From The Dial, October 1924, Vol. 77, No. 4.


Mr. Hemingway’s poems are not particularly important, but his prose is of the first distinction. He must be counted as the only American writer but one—Mr. Sherwood Anderson—who has felt the genius of Gertrude Stein’s Three Lives and has been evidently influenced by it. Indeed, Miss Stein, Mr. Anderson, and Mr. Hemingway may now be said to form a school by themselves. The characteristic of this school is a naïveté of language, often passing into the colloquialism of the character dealt with, which serves actually to convey profound emotions and complex states of mind. It is a distinctively American development in prose—as opposed to more or less successful American achievements in the traditional style of English prose—which has artistically justified itself at its best as a limpid shaft into deep waters.

Not, however, that Mr. Hemingway is imitative. On the contrary, he is rather strikingly original, and in the dry, compressed little vignettes of In Our Time has almost invented a form of his own:

“They shot the six cabinet ministers at half-past six in the morning against the wall of a hospital. There were pools of water in the courtyard. There were dead leaves on the paving of the courtyard. It rained hard. All the shutters of the hospital were nailed shut. One of the ministers was sick with typhoid. Two soldiers carried him downstairs and out into the rain. They tried to hold him up against the wall but he sat down in a puddle of water. The other five stood very quietly against the wall. Finally the officer told the soldiers it was no good trying to make him stand up. When they fired the first volley he was sitting down in the water with his head on his knees.”

Mr. Hemingway is remarkably successful in suggesting moral values by a series of simple statements of this sort. His more important book is called In Our Time, and below its cool objective manner really constitutes a harrowing record of barbarities: you have not only political executions, but criminal hangings, bullfights, assassinations by the police, and all the cruelties and enormities of the war. Mr. Hemingway is wholly unperturbed as he tells about these things: he is not a propagandist even for humanity. His bullfight sketches have the dry sharpness and elegance of the bullfight lithographs of Goya. And, like Goya, he is concerned first of all with making a fine picture. He is showing you what life is, too proud an artist to simplify.

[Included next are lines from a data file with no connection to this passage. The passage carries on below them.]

use clap::Subcommand;

/// Judge administration commands.
#[derive(Clone, Debug, Subcommand)]
pub enum JudgeCommands {
    /// Register a judge at the prior reliability.
    Add {
        name: String,
        #[arg(long)]
        email: Option<String>,
    },
    /// List judges.
    List,
    /// Get a judge by ID.
    Get { id: String },
    /// Allow a judge to act again.
    Enable { id: String },
    /// Refuse every action from a judge.
    Disable { id: String },
    /// Delete a judge and its decisions.
    Delete { id: String },
}
use serde_json::json;

use crate::cli::GlobalFlags;
use crate::cli::subcommands::SettingsCommands;
use crate::context::AppContext;
use crate::output::output;

/// Handle `jdg settings`.
pub async fn handle(
    action: &SettingsCommands,
    ctx: &AppContext,
    flags: &GlobalFlags,
) -> anyhow::Result<()> {
    match action {
        SettingsCommands::Show => {}
        SettingsCommands::Open => ctx.service.set_closed(false).await?,
        SettingsCommands::Close => ctx.service.set_closed(true).await?,
    }
    let closed = ctx.service.is_closed().await?;
    output(&json!({ "closed": closed }), flags.format)
}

And I am inclined to think that his little book has more artistic dignity than any other that has been written by an American about the period of the war.

Not perhaps the most vivid book, but the soundest. Mr. Hemingway, who can make you feel the poignancy of the Italian soldier deciding in his death agony that he will “make a separate peace,” has no anti-militaristic parti pris which will lead him to suppress from his record the exhilaration of the men who had “jammed an absolutely perfect barricade across the bridge” and who were “frightfully put out when we heard the flank had gone, and we had to fall back.” It is only in the paleness, the thinness of some of his effects that Mr. Hemingway sometimes fails. I am thinking especially of the story called “Up in Michigan,” which should have been a masterpiece, but has the curious defect of dealing with rude and primitive people yet leaving them shadowy.

In Our Time has a pretty and very amusing cover designed from scrambled newspaper clippings. The only objection I have to its appearance is that the titles are throughout printed without capitals—thus: “in our time by ernest hemingway—paris.” This device, which used to be rather effective when the modernists first used it to call attention to the fact that they had something new to offer, has now grown common and a bore. The American advertisers have taken it over as one of their stock tricks. And it is so unsightly in itself that it is rather a pity to see it become—as in the case of Mr. Hemingway’s book and Mr. Hueffer’s transatlantic review—a sort of badge of everything that is freshest and most interesting in modern writing.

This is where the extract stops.